━━━ DATA UNDER STUDY

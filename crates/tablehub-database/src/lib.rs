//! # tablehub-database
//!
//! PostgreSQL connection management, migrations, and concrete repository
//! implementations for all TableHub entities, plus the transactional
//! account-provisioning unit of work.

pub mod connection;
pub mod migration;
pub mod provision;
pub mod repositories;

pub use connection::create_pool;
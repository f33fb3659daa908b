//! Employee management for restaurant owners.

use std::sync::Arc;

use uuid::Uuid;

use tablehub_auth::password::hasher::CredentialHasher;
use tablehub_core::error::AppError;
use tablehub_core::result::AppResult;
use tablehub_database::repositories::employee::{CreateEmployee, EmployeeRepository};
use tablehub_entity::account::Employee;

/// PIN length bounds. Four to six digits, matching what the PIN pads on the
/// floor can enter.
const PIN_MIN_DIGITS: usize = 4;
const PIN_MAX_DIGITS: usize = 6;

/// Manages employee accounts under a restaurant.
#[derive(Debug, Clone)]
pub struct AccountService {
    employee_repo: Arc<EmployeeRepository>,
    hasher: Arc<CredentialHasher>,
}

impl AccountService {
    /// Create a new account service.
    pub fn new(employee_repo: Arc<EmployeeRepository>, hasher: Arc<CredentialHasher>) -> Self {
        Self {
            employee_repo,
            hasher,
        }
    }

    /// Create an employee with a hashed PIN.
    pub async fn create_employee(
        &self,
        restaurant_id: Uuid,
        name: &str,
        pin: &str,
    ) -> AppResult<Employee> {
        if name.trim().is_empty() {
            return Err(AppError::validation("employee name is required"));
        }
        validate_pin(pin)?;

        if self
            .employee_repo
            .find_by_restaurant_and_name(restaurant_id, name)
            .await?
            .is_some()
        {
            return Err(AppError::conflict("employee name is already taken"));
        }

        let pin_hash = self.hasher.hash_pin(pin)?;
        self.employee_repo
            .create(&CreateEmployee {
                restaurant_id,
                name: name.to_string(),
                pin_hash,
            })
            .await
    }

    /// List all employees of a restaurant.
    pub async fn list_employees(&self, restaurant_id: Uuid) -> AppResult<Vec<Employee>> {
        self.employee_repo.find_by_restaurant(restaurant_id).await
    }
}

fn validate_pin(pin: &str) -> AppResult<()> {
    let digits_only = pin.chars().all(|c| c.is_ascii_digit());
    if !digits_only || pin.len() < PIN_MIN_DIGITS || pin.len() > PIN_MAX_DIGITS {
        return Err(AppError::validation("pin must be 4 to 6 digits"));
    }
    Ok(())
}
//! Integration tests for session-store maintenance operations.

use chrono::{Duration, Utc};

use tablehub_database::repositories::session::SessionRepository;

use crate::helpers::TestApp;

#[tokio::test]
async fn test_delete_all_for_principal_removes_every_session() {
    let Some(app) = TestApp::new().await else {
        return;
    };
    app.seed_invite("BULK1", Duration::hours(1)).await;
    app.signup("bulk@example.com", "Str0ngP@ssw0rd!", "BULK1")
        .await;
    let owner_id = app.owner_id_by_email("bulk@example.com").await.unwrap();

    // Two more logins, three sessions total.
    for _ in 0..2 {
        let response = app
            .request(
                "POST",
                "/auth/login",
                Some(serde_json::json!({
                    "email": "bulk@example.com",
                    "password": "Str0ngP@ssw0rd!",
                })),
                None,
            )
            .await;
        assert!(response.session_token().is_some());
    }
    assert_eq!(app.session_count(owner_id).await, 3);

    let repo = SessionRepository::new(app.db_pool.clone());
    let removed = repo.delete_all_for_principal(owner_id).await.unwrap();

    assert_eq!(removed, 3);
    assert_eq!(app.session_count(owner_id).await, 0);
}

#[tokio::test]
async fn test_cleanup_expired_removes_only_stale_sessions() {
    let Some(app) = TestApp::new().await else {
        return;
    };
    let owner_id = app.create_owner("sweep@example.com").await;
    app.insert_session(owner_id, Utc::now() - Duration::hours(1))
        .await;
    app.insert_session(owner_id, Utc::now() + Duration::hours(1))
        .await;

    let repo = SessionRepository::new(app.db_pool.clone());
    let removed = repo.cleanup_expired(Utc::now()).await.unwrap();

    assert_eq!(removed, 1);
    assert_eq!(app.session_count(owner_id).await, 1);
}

━━━━━━
━━━ DATA UNDER STUDY

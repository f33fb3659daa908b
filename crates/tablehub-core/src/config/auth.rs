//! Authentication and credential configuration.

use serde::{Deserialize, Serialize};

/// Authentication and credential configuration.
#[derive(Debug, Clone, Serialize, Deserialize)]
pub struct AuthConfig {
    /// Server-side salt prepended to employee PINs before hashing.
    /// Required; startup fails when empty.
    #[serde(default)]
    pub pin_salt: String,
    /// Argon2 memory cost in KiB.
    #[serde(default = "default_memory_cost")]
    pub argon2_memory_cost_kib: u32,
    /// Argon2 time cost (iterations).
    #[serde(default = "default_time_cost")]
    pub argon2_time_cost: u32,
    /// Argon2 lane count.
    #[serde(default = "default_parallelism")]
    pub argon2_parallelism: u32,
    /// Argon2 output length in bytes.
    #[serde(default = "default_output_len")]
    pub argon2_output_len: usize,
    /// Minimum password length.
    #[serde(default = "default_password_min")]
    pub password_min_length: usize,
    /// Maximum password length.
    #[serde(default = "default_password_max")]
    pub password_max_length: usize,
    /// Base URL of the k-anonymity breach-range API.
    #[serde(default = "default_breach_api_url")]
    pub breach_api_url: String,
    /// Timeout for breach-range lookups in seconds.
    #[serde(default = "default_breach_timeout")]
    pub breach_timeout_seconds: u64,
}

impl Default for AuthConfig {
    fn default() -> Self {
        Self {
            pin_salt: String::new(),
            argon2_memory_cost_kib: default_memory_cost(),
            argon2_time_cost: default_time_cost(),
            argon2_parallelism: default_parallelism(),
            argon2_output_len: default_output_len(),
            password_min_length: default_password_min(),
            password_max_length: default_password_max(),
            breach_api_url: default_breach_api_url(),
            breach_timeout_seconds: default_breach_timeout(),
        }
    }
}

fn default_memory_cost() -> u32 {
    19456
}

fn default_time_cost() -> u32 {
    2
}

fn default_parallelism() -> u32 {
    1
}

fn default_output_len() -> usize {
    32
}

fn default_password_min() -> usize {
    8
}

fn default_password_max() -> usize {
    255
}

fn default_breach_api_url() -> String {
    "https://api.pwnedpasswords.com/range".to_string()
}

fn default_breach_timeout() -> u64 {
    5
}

━━━━━━
━━━ DATA UNDER STUDY

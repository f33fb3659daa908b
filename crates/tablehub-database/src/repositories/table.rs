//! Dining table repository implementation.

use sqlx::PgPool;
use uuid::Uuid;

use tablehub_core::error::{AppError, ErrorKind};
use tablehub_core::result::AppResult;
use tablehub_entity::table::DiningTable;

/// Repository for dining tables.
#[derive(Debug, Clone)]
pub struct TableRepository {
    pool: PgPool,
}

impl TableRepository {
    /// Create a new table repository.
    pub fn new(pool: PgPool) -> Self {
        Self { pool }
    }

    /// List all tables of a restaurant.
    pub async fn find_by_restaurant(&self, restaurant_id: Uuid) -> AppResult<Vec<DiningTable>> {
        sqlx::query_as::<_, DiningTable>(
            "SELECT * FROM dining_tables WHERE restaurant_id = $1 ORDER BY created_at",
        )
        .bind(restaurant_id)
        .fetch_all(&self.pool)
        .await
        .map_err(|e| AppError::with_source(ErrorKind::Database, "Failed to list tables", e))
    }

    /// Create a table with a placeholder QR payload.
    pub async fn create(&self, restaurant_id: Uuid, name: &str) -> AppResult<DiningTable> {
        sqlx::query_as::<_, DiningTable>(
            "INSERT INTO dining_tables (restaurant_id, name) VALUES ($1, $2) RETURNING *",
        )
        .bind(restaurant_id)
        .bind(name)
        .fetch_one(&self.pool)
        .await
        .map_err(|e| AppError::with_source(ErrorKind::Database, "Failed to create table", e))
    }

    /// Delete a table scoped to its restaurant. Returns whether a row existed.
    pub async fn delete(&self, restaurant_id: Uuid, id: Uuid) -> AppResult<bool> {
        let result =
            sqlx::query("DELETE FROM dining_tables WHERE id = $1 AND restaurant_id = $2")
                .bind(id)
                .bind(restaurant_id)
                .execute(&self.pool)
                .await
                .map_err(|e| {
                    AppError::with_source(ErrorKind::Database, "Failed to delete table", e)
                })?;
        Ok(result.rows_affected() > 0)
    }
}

━━━━━━

* TRY IT *
What is wanted is one number: how many lines in the listing hold the string "Authentication".

* COMPLETED EXERCISE *
2